_What needs to be done_
Among the records, find the lines that hold the string "lineups" and return them.
━━━ Records for this exercise
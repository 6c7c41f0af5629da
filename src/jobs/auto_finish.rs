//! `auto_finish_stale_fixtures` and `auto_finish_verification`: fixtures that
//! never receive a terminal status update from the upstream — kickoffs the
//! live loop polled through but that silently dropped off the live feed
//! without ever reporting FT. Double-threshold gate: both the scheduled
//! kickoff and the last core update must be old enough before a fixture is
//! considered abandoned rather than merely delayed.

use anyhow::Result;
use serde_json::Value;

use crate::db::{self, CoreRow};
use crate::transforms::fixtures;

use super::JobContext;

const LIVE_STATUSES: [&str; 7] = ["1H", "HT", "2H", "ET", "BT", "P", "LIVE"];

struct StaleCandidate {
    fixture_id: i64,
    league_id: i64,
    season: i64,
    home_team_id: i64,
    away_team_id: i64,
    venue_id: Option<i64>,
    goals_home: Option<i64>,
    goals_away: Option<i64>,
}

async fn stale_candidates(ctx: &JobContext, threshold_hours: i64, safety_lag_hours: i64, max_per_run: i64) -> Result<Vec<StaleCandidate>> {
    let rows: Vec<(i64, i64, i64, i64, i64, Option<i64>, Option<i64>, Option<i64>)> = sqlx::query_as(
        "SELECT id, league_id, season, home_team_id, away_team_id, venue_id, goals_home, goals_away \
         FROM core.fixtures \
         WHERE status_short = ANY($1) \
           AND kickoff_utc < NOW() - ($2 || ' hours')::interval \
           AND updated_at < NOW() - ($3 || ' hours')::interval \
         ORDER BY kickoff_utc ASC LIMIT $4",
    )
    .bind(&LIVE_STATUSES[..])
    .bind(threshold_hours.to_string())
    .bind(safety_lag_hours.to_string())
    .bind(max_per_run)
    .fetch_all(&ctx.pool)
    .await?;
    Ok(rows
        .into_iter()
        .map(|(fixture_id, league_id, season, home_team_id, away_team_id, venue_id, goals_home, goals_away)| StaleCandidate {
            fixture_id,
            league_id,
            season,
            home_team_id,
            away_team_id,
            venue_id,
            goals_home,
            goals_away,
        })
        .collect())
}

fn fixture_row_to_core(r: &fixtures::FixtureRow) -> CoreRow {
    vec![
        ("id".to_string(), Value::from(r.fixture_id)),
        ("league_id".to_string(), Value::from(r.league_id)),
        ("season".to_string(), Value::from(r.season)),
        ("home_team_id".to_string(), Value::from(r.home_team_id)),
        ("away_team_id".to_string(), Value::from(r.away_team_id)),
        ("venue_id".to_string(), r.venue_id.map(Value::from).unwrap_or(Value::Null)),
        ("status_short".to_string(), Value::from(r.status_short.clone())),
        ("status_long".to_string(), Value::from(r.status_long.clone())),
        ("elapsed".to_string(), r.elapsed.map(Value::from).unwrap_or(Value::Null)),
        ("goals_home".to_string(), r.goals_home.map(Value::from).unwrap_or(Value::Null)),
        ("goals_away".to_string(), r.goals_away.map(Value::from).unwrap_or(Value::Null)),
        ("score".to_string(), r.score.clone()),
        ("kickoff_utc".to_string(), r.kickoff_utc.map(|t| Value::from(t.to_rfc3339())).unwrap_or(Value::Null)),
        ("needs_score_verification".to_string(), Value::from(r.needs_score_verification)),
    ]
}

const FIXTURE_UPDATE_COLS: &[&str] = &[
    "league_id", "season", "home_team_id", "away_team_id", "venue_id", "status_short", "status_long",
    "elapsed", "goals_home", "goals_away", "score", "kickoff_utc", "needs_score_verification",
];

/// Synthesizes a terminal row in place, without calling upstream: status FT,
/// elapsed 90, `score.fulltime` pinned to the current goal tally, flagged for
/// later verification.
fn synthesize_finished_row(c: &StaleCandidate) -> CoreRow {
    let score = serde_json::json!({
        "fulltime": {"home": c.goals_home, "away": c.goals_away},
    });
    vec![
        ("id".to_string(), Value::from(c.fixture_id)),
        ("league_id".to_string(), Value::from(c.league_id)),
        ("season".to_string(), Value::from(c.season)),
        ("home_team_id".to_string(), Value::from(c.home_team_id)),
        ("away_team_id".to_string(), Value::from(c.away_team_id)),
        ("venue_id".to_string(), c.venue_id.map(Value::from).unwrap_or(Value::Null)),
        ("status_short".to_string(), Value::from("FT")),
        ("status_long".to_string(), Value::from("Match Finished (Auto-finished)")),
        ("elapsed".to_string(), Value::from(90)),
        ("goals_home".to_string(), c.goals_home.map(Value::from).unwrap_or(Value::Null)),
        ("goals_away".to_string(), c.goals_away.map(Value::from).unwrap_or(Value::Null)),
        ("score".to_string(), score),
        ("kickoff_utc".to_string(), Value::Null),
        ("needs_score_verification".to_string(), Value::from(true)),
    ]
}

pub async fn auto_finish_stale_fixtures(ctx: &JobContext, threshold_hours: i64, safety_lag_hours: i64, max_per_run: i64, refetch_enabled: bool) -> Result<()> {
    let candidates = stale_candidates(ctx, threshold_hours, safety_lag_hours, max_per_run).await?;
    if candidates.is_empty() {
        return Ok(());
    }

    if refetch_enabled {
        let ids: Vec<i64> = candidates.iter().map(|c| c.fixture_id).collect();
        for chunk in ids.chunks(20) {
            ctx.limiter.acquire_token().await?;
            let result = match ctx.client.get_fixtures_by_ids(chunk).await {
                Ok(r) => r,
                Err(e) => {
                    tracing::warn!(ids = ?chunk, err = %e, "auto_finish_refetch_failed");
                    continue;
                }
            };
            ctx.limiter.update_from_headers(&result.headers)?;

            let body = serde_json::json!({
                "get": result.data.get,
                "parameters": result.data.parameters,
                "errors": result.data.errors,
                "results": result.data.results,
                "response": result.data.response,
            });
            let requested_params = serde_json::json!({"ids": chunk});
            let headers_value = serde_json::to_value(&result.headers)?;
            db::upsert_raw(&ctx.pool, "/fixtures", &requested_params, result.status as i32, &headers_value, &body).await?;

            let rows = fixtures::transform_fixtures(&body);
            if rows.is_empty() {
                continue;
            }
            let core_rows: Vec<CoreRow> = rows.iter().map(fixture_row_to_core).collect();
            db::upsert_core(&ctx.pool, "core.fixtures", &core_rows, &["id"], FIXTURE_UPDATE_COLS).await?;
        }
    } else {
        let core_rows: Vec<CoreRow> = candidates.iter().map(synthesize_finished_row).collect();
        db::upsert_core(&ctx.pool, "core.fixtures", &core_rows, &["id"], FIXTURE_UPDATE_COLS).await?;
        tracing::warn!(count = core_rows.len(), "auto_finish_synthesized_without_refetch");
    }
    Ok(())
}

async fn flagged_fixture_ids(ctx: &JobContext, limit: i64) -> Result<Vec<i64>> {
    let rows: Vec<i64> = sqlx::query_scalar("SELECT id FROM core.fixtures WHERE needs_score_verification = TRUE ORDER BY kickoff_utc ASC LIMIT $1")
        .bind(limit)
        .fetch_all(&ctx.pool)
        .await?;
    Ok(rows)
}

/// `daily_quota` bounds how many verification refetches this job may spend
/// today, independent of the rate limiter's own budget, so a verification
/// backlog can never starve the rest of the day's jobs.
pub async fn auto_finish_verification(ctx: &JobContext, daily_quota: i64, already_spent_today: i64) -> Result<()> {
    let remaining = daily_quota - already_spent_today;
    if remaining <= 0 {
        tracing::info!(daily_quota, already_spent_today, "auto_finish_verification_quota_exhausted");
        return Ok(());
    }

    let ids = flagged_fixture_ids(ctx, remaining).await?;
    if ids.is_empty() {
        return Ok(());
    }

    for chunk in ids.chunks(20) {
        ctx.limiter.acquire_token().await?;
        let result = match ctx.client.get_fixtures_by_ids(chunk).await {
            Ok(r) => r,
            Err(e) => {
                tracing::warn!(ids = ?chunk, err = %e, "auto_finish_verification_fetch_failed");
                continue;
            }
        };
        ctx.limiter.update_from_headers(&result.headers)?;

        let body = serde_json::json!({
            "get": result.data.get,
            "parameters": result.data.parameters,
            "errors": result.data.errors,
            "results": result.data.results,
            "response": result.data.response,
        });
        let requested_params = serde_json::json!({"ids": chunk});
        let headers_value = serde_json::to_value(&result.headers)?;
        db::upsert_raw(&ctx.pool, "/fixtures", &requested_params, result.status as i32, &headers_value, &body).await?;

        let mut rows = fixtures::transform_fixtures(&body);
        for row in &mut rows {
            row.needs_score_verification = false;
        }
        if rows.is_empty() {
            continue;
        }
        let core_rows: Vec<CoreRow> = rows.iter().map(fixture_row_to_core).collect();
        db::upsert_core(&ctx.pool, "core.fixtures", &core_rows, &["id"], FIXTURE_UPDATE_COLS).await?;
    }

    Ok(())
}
━━━━━━
━━━ Records for this exercise
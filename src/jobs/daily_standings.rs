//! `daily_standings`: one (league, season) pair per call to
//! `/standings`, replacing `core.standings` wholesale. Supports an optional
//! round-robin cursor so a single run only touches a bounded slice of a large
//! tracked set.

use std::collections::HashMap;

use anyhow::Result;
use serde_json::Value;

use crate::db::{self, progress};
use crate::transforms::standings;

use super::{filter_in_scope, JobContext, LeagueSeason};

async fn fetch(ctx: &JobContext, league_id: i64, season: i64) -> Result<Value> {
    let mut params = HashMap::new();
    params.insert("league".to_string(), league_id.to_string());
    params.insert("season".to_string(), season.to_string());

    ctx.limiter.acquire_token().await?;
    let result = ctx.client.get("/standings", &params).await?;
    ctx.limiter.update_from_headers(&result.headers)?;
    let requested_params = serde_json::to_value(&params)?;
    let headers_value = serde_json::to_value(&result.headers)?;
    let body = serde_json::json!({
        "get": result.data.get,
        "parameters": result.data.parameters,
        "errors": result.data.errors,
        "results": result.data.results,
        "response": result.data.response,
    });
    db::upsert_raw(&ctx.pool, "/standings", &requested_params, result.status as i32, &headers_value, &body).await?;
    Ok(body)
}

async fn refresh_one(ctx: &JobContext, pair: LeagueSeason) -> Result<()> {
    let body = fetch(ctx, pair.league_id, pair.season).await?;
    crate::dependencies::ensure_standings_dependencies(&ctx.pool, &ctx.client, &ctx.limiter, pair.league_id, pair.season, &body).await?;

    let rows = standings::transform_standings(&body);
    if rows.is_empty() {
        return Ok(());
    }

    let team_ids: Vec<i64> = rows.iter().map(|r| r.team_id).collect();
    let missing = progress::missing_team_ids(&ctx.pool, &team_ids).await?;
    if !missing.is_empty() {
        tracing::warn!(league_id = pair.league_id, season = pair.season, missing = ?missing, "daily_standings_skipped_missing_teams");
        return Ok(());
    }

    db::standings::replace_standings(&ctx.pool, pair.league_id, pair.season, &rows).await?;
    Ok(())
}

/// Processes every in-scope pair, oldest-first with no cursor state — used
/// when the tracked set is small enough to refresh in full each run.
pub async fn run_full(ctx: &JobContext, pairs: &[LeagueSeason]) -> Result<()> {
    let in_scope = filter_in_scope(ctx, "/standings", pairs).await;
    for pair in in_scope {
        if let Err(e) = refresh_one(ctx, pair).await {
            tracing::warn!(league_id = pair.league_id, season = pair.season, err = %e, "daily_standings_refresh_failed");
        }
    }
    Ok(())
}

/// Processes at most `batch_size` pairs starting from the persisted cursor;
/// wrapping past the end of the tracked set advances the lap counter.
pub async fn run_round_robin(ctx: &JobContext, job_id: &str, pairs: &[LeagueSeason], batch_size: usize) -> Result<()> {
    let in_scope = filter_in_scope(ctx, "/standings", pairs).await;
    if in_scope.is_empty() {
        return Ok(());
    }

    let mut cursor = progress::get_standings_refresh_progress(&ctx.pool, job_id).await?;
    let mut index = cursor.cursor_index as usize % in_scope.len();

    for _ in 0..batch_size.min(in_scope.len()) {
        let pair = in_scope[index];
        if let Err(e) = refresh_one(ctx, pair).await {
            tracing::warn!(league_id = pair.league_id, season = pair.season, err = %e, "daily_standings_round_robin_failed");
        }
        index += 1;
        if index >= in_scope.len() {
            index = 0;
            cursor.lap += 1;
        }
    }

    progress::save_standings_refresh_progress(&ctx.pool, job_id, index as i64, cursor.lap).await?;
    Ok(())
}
━━━━━━
━━━ Records for this exercise
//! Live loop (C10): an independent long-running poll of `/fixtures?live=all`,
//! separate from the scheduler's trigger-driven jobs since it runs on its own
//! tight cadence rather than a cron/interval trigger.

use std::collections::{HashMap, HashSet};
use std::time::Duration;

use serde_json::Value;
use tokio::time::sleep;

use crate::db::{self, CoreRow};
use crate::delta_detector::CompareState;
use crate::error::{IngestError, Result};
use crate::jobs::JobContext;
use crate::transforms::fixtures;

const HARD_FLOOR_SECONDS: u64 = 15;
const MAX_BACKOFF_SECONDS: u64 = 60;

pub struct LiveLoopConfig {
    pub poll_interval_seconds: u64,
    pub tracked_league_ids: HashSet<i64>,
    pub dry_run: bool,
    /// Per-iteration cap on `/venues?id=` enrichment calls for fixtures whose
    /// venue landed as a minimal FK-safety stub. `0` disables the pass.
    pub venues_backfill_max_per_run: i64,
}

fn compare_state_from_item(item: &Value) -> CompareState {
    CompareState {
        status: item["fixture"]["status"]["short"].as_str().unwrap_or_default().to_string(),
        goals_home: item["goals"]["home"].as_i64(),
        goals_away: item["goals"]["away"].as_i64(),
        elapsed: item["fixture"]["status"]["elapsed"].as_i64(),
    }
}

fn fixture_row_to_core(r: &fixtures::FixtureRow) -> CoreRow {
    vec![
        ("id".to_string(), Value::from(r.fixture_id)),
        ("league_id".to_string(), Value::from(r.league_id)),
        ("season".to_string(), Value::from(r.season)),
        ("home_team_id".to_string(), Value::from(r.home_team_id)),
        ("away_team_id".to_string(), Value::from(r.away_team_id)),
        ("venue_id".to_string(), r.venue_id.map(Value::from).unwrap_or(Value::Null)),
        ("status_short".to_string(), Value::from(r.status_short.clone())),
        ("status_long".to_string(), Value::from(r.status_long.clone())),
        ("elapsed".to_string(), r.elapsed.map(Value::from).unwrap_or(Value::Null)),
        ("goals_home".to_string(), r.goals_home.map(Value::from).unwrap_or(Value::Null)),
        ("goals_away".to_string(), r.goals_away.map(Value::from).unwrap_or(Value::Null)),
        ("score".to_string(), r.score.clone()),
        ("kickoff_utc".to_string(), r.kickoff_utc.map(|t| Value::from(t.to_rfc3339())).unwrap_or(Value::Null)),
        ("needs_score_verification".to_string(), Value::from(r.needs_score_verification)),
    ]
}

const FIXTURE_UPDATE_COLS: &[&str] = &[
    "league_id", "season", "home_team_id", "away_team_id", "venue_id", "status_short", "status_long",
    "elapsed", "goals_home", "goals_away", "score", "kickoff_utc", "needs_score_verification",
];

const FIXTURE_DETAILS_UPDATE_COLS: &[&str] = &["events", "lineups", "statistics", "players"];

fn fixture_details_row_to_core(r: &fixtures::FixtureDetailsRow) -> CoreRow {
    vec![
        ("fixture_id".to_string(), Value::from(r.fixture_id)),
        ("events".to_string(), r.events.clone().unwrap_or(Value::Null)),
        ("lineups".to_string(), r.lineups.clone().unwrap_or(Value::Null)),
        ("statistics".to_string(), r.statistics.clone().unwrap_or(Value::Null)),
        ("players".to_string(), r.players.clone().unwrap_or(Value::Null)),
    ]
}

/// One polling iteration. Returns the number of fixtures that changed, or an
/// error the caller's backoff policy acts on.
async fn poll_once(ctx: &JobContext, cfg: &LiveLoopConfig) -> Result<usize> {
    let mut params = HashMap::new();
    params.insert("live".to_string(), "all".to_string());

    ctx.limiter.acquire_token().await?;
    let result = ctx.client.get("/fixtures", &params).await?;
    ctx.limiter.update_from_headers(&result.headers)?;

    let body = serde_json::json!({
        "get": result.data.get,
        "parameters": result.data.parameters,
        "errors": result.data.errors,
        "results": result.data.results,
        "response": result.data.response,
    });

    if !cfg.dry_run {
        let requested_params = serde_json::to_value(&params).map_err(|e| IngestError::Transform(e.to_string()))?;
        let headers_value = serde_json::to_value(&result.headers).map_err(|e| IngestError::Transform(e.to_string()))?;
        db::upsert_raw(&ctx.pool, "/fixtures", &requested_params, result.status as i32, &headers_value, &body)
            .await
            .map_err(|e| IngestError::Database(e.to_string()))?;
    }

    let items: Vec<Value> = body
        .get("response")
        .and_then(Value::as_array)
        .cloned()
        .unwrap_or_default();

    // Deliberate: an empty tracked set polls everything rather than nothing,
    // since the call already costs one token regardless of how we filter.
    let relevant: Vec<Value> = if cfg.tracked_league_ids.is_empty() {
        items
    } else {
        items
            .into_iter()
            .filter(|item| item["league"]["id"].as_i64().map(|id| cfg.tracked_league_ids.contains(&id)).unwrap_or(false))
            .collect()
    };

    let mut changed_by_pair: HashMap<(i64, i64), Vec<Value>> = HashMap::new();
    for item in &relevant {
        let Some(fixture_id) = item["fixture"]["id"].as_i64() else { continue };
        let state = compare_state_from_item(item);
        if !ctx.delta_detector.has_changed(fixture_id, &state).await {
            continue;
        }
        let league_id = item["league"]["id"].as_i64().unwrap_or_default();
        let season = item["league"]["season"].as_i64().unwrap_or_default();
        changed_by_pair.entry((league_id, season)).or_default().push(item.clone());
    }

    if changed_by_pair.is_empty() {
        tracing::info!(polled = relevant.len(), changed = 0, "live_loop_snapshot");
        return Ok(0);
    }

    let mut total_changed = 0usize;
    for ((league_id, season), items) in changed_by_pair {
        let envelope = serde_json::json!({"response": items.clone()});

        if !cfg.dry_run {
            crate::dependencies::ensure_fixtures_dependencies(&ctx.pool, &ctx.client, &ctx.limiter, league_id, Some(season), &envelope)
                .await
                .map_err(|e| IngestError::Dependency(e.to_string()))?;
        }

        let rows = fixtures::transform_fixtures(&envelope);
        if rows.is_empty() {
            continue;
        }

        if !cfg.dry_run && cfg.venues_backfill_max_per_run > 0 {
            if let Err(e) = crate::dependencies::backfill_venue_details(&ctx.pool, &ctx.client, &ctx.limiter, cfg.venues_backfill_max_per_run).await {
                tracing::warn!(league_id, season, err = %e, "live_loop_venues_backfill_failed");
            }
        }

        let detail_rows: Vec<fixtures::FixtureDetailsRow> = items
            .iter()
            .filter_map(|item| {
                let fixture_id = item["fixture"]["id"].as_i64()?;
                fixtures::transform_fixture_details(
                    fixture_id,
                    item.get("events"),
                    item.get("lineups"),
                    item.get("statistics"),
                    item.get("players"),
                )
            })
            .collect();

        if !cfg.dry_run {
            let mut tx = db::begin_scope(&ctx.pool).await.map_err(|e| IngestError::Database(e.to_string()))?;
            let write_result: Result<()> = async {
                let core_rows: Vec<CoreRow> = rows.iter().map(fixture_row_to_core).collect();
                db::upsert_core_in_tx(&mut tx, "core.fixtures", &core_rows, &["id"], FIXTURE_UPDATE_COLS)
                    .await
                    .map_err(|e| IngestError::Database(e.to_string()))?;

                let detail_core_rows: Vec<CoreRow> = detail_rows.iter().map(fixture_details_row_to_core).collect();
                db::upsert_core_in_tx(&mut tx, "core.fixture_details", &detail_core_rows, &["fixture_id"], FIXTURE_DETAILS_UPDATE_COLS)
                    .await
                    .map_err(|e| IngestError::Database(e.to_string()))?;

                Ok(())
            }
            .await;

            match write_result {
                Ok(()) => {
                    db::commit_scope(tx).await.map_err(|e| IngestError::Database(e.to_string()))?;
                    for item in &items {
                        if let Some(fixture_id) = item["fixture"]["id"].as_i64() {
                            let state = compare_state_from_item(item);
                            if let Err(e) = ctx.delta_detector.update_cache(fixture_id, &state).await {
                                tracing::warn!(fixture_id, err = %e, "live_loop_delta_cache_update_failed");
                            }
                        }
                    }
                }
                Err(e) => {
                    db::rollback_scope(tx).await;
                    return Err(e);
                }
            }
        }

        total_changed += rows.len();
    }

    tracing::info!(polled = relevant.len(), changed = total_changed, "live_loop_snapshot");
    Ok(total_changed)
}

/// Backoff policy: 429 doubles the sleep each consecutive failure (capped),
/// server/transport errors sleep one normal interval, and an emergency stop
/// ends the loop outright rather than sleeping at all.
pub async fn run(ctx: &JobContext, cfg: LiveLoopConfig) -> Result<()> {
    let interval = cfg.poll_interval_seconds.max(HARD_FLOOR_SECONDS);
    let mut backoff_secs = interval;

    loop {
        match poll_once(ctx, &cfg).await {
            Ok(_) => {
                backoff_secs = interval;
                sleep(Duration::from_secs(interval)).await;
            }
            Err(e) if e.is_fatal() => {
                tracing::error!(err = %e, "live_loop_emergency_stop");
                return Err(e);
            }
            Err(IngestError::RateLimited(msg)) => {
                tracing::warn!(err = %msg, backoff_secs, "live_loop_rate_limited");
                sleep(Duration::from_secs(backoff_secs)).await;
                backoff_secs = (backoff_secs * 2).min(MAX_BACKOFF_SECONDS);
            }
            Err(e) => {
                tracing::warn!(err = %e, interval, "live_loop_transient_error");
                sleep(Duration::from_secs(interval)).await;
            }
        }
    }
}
━━━━━━
_Solution for this problem_
const FIXTURE_DETAILS_UPDATE_COLS: &[&str] = &["events", "lineups", "statistics", "players"];
        ("lineups".to_string(), r.lineups.clone().unwrap_or(Value::Null)),
                    item.get("lineups"),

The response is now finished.